What You Can Do as a Patient
Find the right provider: Seek dermatologists with skin of color training or interest. Use directories from the Skin of Color Society and Black Derm Directory. Consider teledermatology to expand geographic access.
Prepare for appointments: Document your concerns with photos, timelines, and symptom descriptions. Bring a written list of questions. Don't minimize your symptoms — clearly describe how the condition affects your daily life.
Advocate for yourself: Request a biopsy if a diagnosis is uncertain. Ask about how treatments might affect your skin tone. Seek a second opinion if a diagnosis doesn't match your symptoms or if treatment isn't working after a reasonable period.
Prioritize skin cancer screening: Self-examine your palms, soles, nail beds, and between toes — areas where melanoma most commonly appears in people of color. Request a full-body skin exam from your dermatologist, and remind them to check these less-obvious areas.
When to See a Dermatologist
See a dermatologist — even if access is challenging — for any persistent skin condition that hasn't been diagnosed or isn't improving with current treatment, for new or changing moles or dark spots (especially on palms, soles, or nails), for significant hair loss, and for any skin concern that affects your quality of life. If you face barriers to in-person visits, explore teledermatology options — many dermatologists now offer virtual consultations that can provide expert evaluation regardless of geographic barriers.
Frequently Asked Questions
Are disparities getting better?
Awareness is increasing. More dermatology programs now include skin of color training, several comprehensive textbook and image resources have been published featuring diverse skin, and organizations like the Skin of Color Society are actively working to improve provider education and access. However, systemic changes take time — workforce diversity, geographic distribution, and insurance access improvements are gradual processes.

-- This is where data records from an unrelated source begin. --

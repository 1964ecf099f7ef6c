//! Parsed filter trees and their evaluation against GeoJSON features.
//!
//! The accepted language is the style-spec "legacy" filter syntax:
//!
//! ```text
//! filter  := null | true | false
//!          | [cmp, key, value]          cmp ∈ == != < <= > >=
//!          | ["in" | "!in", key, v...]
//!          | ["has" | "!has", key]
//!          | ["all" | "any" | "none", filter...]
//! key     := "$type" | "$id" | <property name>
//! ```

use crate::error::{value_type_name, FilterError, FilterResult};
use crate::FilterSpec;
use serde_json::Value;
use std::borrow::Cow;
use std::cmp::Ordering;

/// What a filter operand refers to on a feature.
#[derive(Clone, Debug, PartialEq, Eq)]
pub enum Key {
    /// `$type`: the geometry type, with `Multi*` folded into its base type.
    GeometryType,
    /// `$id`: the feature's top-level `id`.
    Id,
    /// A key in the feature's `properties` object.
    Property(String),
}

impl Key {
    fn parse(raw: &Value) -> FilterResult<Self> {
        match raw {
            Value::String(s) => Ok(match s.as_str() {
                "$type" => Key::GeometryType,
                "$id" => Key::Id,
                _ => Key::Property(s.clone()),
            }),
            other => Err(FilterError::InvalidKey {
                found: value_type_name(other),
            }),
        }
    }

    fn lookup<'a>(&self, feature: &'a Value) -> Option<Cow<'a, Value>> {
        match self {
            Key::GeometryType => Some(Cow::Owned(Value::String(
                geometry_type(feature).to_string(),
            ))),
            Key::Id => feature
                .get("id")
                .filter(|id| !id.is_null())
                .map(Cow::Borrowed),
            Key::Property(name) => feature
                .get("properties")
                .and_then(|props| props.get(name))
                .map(Cow::Borrowed),
        }
    }
}

/// Comparison operators.
#[derive(Clone, Copy, Debug, PartialEq, Eq)]
pub enum CompareOp {
    /// `==`
    Eq,
    /// `!=`
    Ne,
    /// `<`
    Lt,
    /// `<=`
    Le,
    /// `>`
    Gt,
    /// `>=`
    Ge,
}

impl CompareOp {
    fn from_symbol(symbol: &str) -> Option<Self> {
        Some(match symbol {
            "==" => CompareOp::Eq,
            "!=" => CompareOp::Ne,
            "<" => CompareOp::Lt,
            "<=" => CompareOp::Le,
            ">" => CompareOp::Gt,
            ">=" => CompareOp::Ge,
            _ => return None,
        })
    }

    fn accepts(self, ordering: Ordering) -> bool {
        match self {
            CompareOp::Eq => ordering == Ordering::Equal,
            CompareOp::Ne => ordering != Ordering::Equal,
            CompareOp::Lt => ordering == Ordering::Less,
            CompareOp::Le => ordering != Ordering::Greater,
            CompareOp::Gt => ordering == Ordering::Greater,
            CompareOp::Ge => ordering != Ordering::Less,
        }
    }
}

/// A parsed filter predicate.
#[derive(Clone, Debug, PartialEq)]
pub enum Filter {
    /// Constant result.
    Literal(bool),
    /// `[op, key, value]`
    Compare {
        /// Comparison operator.
        op: CompareOp,
        /// Left-hand side.
        key: Key,
        /// Right-hand side literal.
        value: Value,
    },
    /// `["in", key, ...values]` or `["!in", key, ...values]`
    Membership {
        /// True for `!in`.
        negated: bool,
        /// Looked-up operand.
        key: Key,
        /// Candidate values.
        values: Vec<Value>,
    },
    /// `["has", key]` or `["!has", key]`
    Has {
        /// True for `!has`.
        negated: bool,
        /// Key whose presence is tested.
        key: Key,
    },
    /// Every child matches.
    All(Vec<Filter>),
    /// At least one child matches.
    Any(Vec<Filter>),
    /// No child matches.
    None(Vec<Filter>),
}

impl Filter {
    /// Parse a raw JSON filter.
    ///
    /// `null` parses to a filter that accepts everything.
    ///
    /// # Examples
    ///
    /// ```
    /// use mapstyle_filter::Filter;
    /// use serde_json::json;
    ///
    /// let filter = Filter::parse(&json!(["all", ["has", "name"], [">", "pop", 1000]])).unwrap();
    /// assert!(filter.evaluate(&json!({"properties": {"name": "A", "pop": 5000}})));
    /// assert!(!filter.evaluate(&json!({"properties": {"name": "B", "pop": 10}})));
    /// ```
    pub fn parse(raw: &Value) -> FilterResult<Self> {
        match raw {
            Value::Null => Ok(Filter::Literal(true)),
            Value::Bool(b) => Ok(Filter::Literal(*b)),
            Value::Array(items) => parse_expression(items),
            other => Err(FilterError::invalid_filter(format!(
                "expected array, boolean or null, found {}",
                value_type_name(other)
            ))),
        }
    }

    /// Parse a [`FilterSpec`].
    #[inline]
    pub fn from_spec(spec: &FilterSpec) -> FilterResult<Self> {
        Self::parse(spec.as_value())
    }

    /// Evaluate this filter against a single GeoJSON feature.
    pub fn evaluate(&self, feature: &Value) -> bool {
        match self {
            Filter::Literal(result) => *result,
            Filter::Compare { op, key, value } => {
                let actual = key.lookup(feature);
                match op {
                    CompareOp::Eq => actual.is_some_and(|a| strict_eq(&a, value)),
                    CompareOp::Ne => !actual.is_some_and(|a| strict_eq(&a, value)),
                    ordered => actual
                        .and_then(|a| compare(&a, value))
                        .is_some_and(|ordering| ordered.accepts(ordering)),
                }
            }
            Filter::Membership {
                negated,
                key,
                values,
            } => {
                let found = key
                    .lookup(feature)
                    .is_some_and(|a| values.iter().any(|v| strict_eq(&a, v)));
                found != *negated
            }
            Filter::Has { negated, key } => {
                let present = match key {
                    Key::GeometryType => true,
                    other => other.lookup(feature).is_some(),
                };
                present != *negated
            }
            Filter::All(children) => children.iter().all(|f| f.evaluate(feature)),
            Filter::Any(children) => children.iter().any(|f| f.evaluate(feature)),
            Filter::None(children) => !children.iter().any(|f| f.evaluate(feature)),
        }
    }
}

fn parse_expression(items: &[Value]) -> FilterResult<Filter> {
    let (op, operands) = match items.split_first() {
        Some((Value::String(op), rest)) => (op.as_str(), rest),
        Some((other, _)) => {
            return Err(FilterError::invalid_filter(format!(
                "operator must be a string, found {}",
                value_type_name(other)
            )))
        }
        None => return Err(FilterError::invalid_filter("empty filter expression")),
    };

    match op {
        "all" => Ok(Filter::All(parse_children(operands)?)),
        "any" => Ok(Filter::Any(parse_children(operands)?)),
        "none" => Ok(Filter::None(parse_children(operands)?)),
        "in" | "!in" => {
            let Some((key, values)) = operands.split_first() else {
                return Err(FilterError::invalid_arity(op, "at least 1", 0));
            };
            Ok(Filter::Membership {
                negated: op == "!in",
                key: Key::parse(key)?,
                values: values.to_vec(),
            })
        }
        "has" | "!has" => {
            let [key] = operands else {
                return Err(FilterError::invalid_arity(op, "1", operands.len()));
            };
            Ok(Filter::Has {
                negated: op == "!has",
                key: Key::parse(key)?,
            })
        }
        symbol => {
            let Some(cmp) = CompareOp::from_symbol(symbol) else {
                return Err(FilterError::UnknownOperator(symbol.to_string()));
            };
            let [key, value] = operands else {
                return Err(FilterError::invalid_arity(symbol, "2", operands.len()));
            };
            Ok(Filter::Compare {
                op: cmp,
                key: Key::parse(key)?,
                value: value.clone(),
            })
        }
    }
}

fn parse_children(operands: &[Value]) -> FilterResult<Vec<Filter>> {
    operands.iter().map(Filter::parse).collect()
}

/// Geometry type as seen by filters.
fn geometry_type(feature: &Value) -> &'static str {
    let raw = feature
        .get("geometry")
        .and_then(|g| g.get("type"))
        .and_then(Value::as_str);
    match raw {
        Some("Point" | "MultiPoint") => "Point",
        Some("LineString" | "MultiLineString") => "LineString",
        Some("Polygon" | "MultiPolygon") => "Polygon",
        _ => "Unknown",
    }
}

/// Same JSON type and equal value; numbers compare numerically.
fn strict_eq(a: &Value, b: &Value) -> bool {
    match (a, b) {
        (Value::Number(x), Value::Number(y)) => x.as_f64() == y.as_f64(),
        _ => a == b,
    }
}

/// Ordering is only defined between two numbers or two strings.
fn compare(a: &Value, b: &Value) -> Option<Ordering> {
    match (a, b) {
        (Value::Number(x), Value::Number(y)) => x.as_f64()?.partial_cmp(&y.as_f64()?),
        (Value::String(x), Value::String(y)) => Some(x.cmp(y)),
        _ => None,
    }
}

#[cfg(test)]
mod tests {
    use super::*;
    use serde_json::json;

    fn point(props: Value) -> Value {
        json!({
            "type": "Feature",
            "id": 7,
            "geometry": {"type": "Point", "coordinates": [1.0, 2.0]},
            "properties": props
        })
    }

    #[test]
    fn test_null_and_literals() {
        let f = point(json!({}));
        assert!(Filter::parse(&json!(null)).unwrap().evaluate(&f));
        assert!(Filter::parse(&json!(true)).unwrap().evaluate(&f));
        assert!(!Filter::parse(&json!(false)).unwrap().evaluate(&f));
    }

    #[test]
    fn test_equality_is_type_strict() {
        let f = point(json!({"n": 1, "s": "1"}));
        assert!(Filter::parse(&json!(["==", "n", 1])).unwrap().evaluate(&f));
        assert!(Filter::parse(&json!(["==", "n", 1.0])).unwrap().evaluate(&f));
        assert!(!Filter::parse(&json!(["==", "n", "1"])).unwrap().evaluate(&f));
        assert!(!Filter::parse(&json!(["==", "s", 1])).unwrap().evaluate(&f));
    }

    #[test]
    fn test_not_equal_on_missing_property() {
        let f = point(json!({}));
        assert!(Filter::parse(&json!(["!=", "missing", 1])).unwrap().evaluate(&f));
        assert!(!Filter::parse(&json!(["==", "missing", 1])).unwrap().evaluate(&f));
    }

    #[test]
    fn test_ordering_requires_matching_types() {
        let f = point(json!({"pop": 500, "name": "b"}));
        assert!(Filter::parse(&json!(["<", "pop", 1000])).unwrap().evaluate(&f));
        assert!(Filter::parse(&json!([">=", "pop", 500])).unwrap().evaluate(&f));
        assert!(!Filter::parse(&json!([">", "pop", "100"])).unwrap().evaluate(&f));
        assert!(Filter::parse(&json!([">", "name", "a"])).unwrap().evaluate(&f));
        assert!(!Filter::parse(&json!(["<=", "missing", 5])).unwrap().evaluate(&f));
    }

    #[test]
    fn test_special_keys() {
        let f = point(json!({}));
        assert!(Filter::parse(&json!(["==", "$type", "Point"])).unwrap().evaluate(&f));
        assert!(Filter::parse(&json!(["==", "$id", 7])).unwrap().evaluate(&f));
        assert!(Filter::parse(&json!(["has", "$id"])).unwrap().evaluate(&f));

        let multi = json!({"geometry": {"type": "MultiPolygon", "coordinates": []}});
        assert!(Filter::parse(&json!(["==", "$type", "Polygon"])).unwrap().evaluate(&multi));
        assert!(Filter::parse(&json!(["!has", "$id"])).unwrap().evaluate(&multi));
    }

    #[test]
    fn test_membership() {
        let f = point(json!({"class": "river"}));
        assert!(Filter::parse(&json!(["in", "class", "lake", "river"])).unwrap().evaluate(&f));
        assert!(!Filter::parse(&json!(["!in", "class", "lake", "river"])).unwrap().evaluate(&f));
        assert!(!Filter::parse(&json!(["in", "class"])).unwrap().evaluate(&f));
    }

    #[test]
    fn test_has_counts_null_properties() {
        let f = point(json!({"name": null}));
        assert!(Filter::parse(&json!(["has", "name"])).unwrap().evaluate(&f));
        assert!(Filter::parse(&json!(["!has", "other"])).unwrap().evaluate(&f));
    }

    #[test]
    fn test_combinators_on_empty_lists() {
        let f = point(json!({}));
        assert!(Filter::parse(&json!(["all"])).unwrap().evaluate(&f));
        assert!(!Filter::parse(&json!(["any"])).unwrap().evaluate(&f));
        assert!(Filter::parse(&json!(["none"])).unwrap().evaluate(&f));
    }

    #[test]
    fn test_parse_errors() {
        assert_eq!(
            Filter::parse(&json!(["within", "x"])).unwrap_err(),
            FilterError::UnknownOperator("within".into())
        );
        assert!(matches!(
            Filter::parse(&json!(["==", "x"])).unwrap_err(),
            FilterError::InvalidArity { found: 1, .. }
        ));
        assert!(matches!(
            Filter::parse(&json!(["has", 3])).unwrap_err(),
            FilterError::InvalidKey { found: "number" }
        ));
        assert!(matches!(
            Filter::parse(&json!("name")).unwrap_err(),
            FilterError::InvalidFilter { .. }
        ));
        assert!(Filter::parse(&json!([])).is_err());
        assert!(Filter::parse(&json!(["all", ["bogus"]])).is_err());
    }
}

Does my race affect which skin diseases I'm more likely to get?
Some skin conditions do have different prevalence rates across racial/ethnic groups. For example, keloids are more common in Black and Asian patients, vitiligo is more cosmetically impactful on darker skin, central centrifugal cicatricial alopecia (CCCA) primarily affects Black women, and dermatosis papulosa nigra (small dark bumps) almost exclusively affects Black patients. However, no skin condition is exclusive to one race — any person of any skin tone can develop any skin condition.
Should I participate in clinical trials?
Yes — diverse clinical trial participation is crucial for ensuring that treatments are tested and proven effective across all skin types. If you have a skin condition and are offered the opportunity to participate in a clinical trial, consider it seriously. Your participation helps ensure that future treatments work for patients who look like you. Ask your dermatologist about trials that are actively recruiting diverse participants.

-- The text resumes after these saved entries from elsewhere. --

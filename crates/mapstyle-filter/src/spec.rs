use serde::{Deserialize, Serialize};
use serde_json::Value;

/// A filter as written in a style document.
///
/// The wrapped value is kept verbatim so documents round-trip unchanged;
/// use [`Filter::parse`](crate::Filter::parse) to interpret it.
#[derive(Clone, Debug, PartialEq, Serialize, Deserialize)]
#[serde(transparent)]
pub struct FilterSpec(Value);

impl FilterSpec {
    /// Wrap a raw JSON filter.
    #[inline]
    pub fn new(value: impl Into<Value>) -> Self {
        Self(value.into())
    }

    /// A filter that matches every feature.
    #[inline]
    pub fn always() -> Self {
        Self(Value::Bool(true))
    }

    /// Borrow the raw JSON.
    #[inline]
    pub fn as_value(&self) -> &Value {
        &self.0
    }

    /// Consume and return the raw JSON.
    #[inline]
    pub fn into_value(self) -> Value {
        self.0
    }
}

impl From<Value> for FilterSpec {
    fn from(value: Value) -> Self {
        Self(value)
    }
}
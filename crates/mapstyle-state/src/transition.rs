//! Transitions: the closed set of document changes.

use crate::{Layer, LayerPatch, Source, StyleDocument, ViewPatch, Visibility};
use mapstyle_filter::FilterSpec;
use serde::{Deserialize, Serialize};
use serde_json::Value;

/// A request to change the document in one specific way.
///
/// Serialized with a `type` tag. Tags this build does not know deserialize to
/// [`Transition::Unknown`], which the reducer treats as the identity.
#[derive(Clone, Debug, PartialEq, Serialize, Deserialize)]
#[serde(tag = "type", rename_all = "snake_case")]
pub enum Transition {
    /// Merge view fields onto the root.
    SetView {
        /// Fields to set.
        view: ViewPatch,
    },

    /// Append a layer.
    AddLayer {
        /// The layer; missing fields take layer defaults.
        layer_def: Layer,
    },

    /// Remove every layer with an id.
    RemoveLayer {
        /// Target id.
        layer_id: String,
    },

    /// Patch every layer with an id.
    UpdateLayer {
        /// Target id.
        layer_id: String,
        /// Fields to replace.
        layer_def: LayerPatch,
    },

    /// Insert or overwrite a source.
    AddSource {
        /// Key in `sources`.
        source_name: String,
        /// The source definition.
        source_def: Source,
    },

    /// Delete a source.
    RemoveSource {
        /// Key in `sources`.
        source_name: String,
    },

    /// Append features to a source's data.
    AddFeatures {
        /// Target source.
        source_name: String,
        /// GeoJSON features.
        features: Vec<Value>,
    },

    /// Delete the features of a source that match a filter.
    RemoveFeatures {
        /// Target source.
        source_name: String,
        /// Selects the features to delete.
        filter: FilterSpec,
    },

    /// Show or hide every layer with an id.
    SetLayerVisibility {
        /// Target id.
        layer_id: String,
        /// New visibility.
        visibility: Visibility,
    },

    /// Replace the whole document.
    ReceiveContext {
        /// The replacement.
        context: Box<StyleDocument>,
    },

    /// Set the glyph URL template.
    SetGlyphs {
        /// URL template.
        glyphs: String,
    },

    /// Set the sprite URL.
    SetSprite {
        /// URL.
        sprite: String,
    },

    /// Any tag this build does not recognize.
    #[serde(other)]
    Unknown,
}

impl Transition {
    // Convenience constructors

    /// Create a SetView transition.
    pub fn set_view(view: ViewPatch) -> Self {
        Transition::SetView { view }
    }

    /// Create an AddLayer transition.
    pub fn add_layer(layer_def: Layer) -> Self {
        Transition::AddLayer { layer_def }
    }

    /// Create a RemoveLayer transition.
    pub fn remove_layer(layer_id: impl Into<String>) -> Self {
        Transition::RemoveLayer {
            layer_id: layer_id.into(),
        }
    }

    /// Create an UpdateLayer transition.
    pub fn update_layer(layer_id: impl Into<String>, layer_def: LayerPatch) -> Self {
        Transition::UpdateLayer {
            layer_id: layer_id.into(),
            layer_def,
        }
    }

    /// Create an AddSource transition.
    pub fn add_source(source_name: impl Into<String>, source_def: Source) -> Self {
        Transition::AddSource {
            source_name: source_name.into(),
            source_def,
        }
    }

    /// Create a RemoveSource transition.
    pub fn remove_source(source_name: impl Into<String>) -> Self {
        Transition::RemoveSource {
            source_name: source_name.into(),
        }
    }

    /// Create an AddFeatures transition.
    pub fn add_features(source_name: impl Into<String>, features: Vec<Value>) -> Self {
        Transition::AddFeatures {
            source_name: source_name.into(),
            features,
        }
    }

    /// Create a RemoveFeatures transition.
    pub fn remove_features(source_name: impl Into<String>, filter: impl Into<FilterSpec>) -> Self {
        Transition::RemoveFeatures {
            source_name: source_name.into(),
            filter: filter.into(),
        }
    }

    /// Create a SetLayerVisibility transition.
    pub fn set_layer_visibility(layer_id: impl Into<String>, visibility: Visibility) -> Self {
        Transition::SetLayerVisibility {
            layer_id: layer_id.into(),
            visibility,
        }
    }

    /// Create a ReceiveContext transition.
    pub fn receive_context(context: StyleDocument) -> Self {
        Transition::ReceiveContext {
            context: Box::new(context),
        }
    }

    /// Create a SetGlyphs transition.
    pub fn set_glyphs(glyphs: impl Into<String>) -> Self {
        Transition::SetGlyphs {
            glyphs: glyphs.into(),
        }
    }

    /// Create a SetSprite transition.
    pub fn set_sprite(sprite: impl Into<String>) -> Self {
        Transition::SetSprite {
            sprite: sprite.into(),
        }
    }

    /// Get the transition's tag.
    pub fn kind(&self) -> &'static str {
        match self {
            Transition::SetView { .. } => "set_view",
            Transition::AddLayer { .. } => "add_layer",
            Transition::RemoveLayer { .. } => "remove_layer",
            Transition::UpdateLayer { .. } => "update_layer",
            Transition::AddSource { .. } => "add_source",
            Transition::RemoveSource { .. } => "remove_source",
            Transition::AddFeatures { .. } => "add_features",
            Transition::RemoveFeatures { .. } => "remove_features",
            Transition::SetLayerVisibility { .. } => "set_layer_visibility",
            Transition::ReceiveContext { .. } => "receive_context",
            Transition::SetGlyphs { .. } => "set_glyphs",
            Transition::SetSprite { .. } => "set_sprite",
            Transition::Unknown => "unknown",
        }
    }
}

What if I can't find a dermatologist experienced with my skin tone?
Teledermatology has expanded access significantly. Many dermatologists specializing in skin of color offer virtual consultations regardless of where you live. Organizations like the Skin of Color Society, Black Derm Directory, and AAD's Find a Dermatologist tool can help you locate experienced providers. University and academic medical centers often have skin of color clinics staffed by specialists.
References
- Buster KJ, Stevens EI, Elmets CA. Dermatologic health disparities. Dermatol Clin. 2012;30(1):53-59.

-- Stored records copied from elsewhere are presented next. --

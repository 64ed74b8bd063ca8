//! Waiting on long-running provider operations.

use std::sync::Arc;

use tracing::{debug, info};

use crate::providers::traits::{ComputeProvider, Operation, ProviderError};
use crate::retry::RetryPolicy;

/// Polls an operation until it is done and turns operation errors into
/// [`ProviderError`]s.
#[derive(Clone)]
pub struct OperationWaiter {
    provider: Arc<dyn ComputeProvider>,
    policy: RetryPolicy,
}

impl OperationWaiter {
    /// Create a waiter. `policy` bounds the number of polls after the
    /// first look at the operation.
    #[must_use]
    pub fn new(provider: Arc<dyn ComputeProvider>, policy: RetryPolicy) -> Self {
        Self { provider, policy }
    }

    /// Block until `operation` is done.
    ///
    /// # Errors
    /// - [`ProviderError::ResourceExhausted`] if the operation failed for
    ///   lack of zone capacity.
    /// - [`ProviderError::OperationFailed`] for any other operation error.
    /// - [`ProviderError::Timeout`] if the poll bound is exhausted.
    /// - Any error from polling itself.
    pub async fn wait(&self, operation: Operation) -> Result<(), ProviderError> {
        info!(operation = %operation.name, scope = ?operation.scope, "Waiting for operation to finish");

        let mut schedule = self.policy.schedule();
        let mut current = operation;

        loop {
            Self::check(&current)?;

            if current.is_done() {
                info!(operation = %current.name, "Operation completed");
                return Ok(());
            }

            let Some(delay) = schedule.next() else {
                return Err(ProviderError::Timeout(
                    current.name,
                    self.policy.max_retries + 1,
                ));
            };

            debug!(operation = %current.name, status = ?current.status, "Polling operation");
            tokio::time::sleep(delay).await;
            current = self
                .provider
                .get_operation(&current.scope, &current.name)
                .await?;
        }
    }

    fn check(operation: &Operation) -> Result<(), ProviderError> {
        let Some(first) = operation.errors.first() else {
            return Ok(());
        };

        if operation.is_resource_exhausted() {
            return Err(ProviderError::ResourceExhausted(first.message.clone()));
        }

        Err(ProviderError::OperationFailed {
            operation: operation.name.clone(),
            code: first.code.clone(),
            message: first.message.clone(),
        })
    }
}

- Adelekun A, Onyekaba G, Lipoff JB. Skin color in dermatology textbooks. J Am Acad Dermatol. 2021;84(1):194-196.
- Tripathi R, et al. Demographic and socioeconomic differences in outpatient dermatology services. JAMA Dermatol. 2018;154(11):1286-1291.
- Hu S, et al. Melanoma stage at diagnosis among Hispanic, Black, and White patients. Arch Dermatol. 2006;142(6):704-708.
Trusted Resources
- Skin of Color Society. skinofcolorsociety.org
- Black Derm Directory. blackdermdirectory.com
- American Academy of Dermatology Association. aad.org
Equal skin care is a right, not a privilege. Know the disparities, advocate for yourself, and seek providers who understand your skin.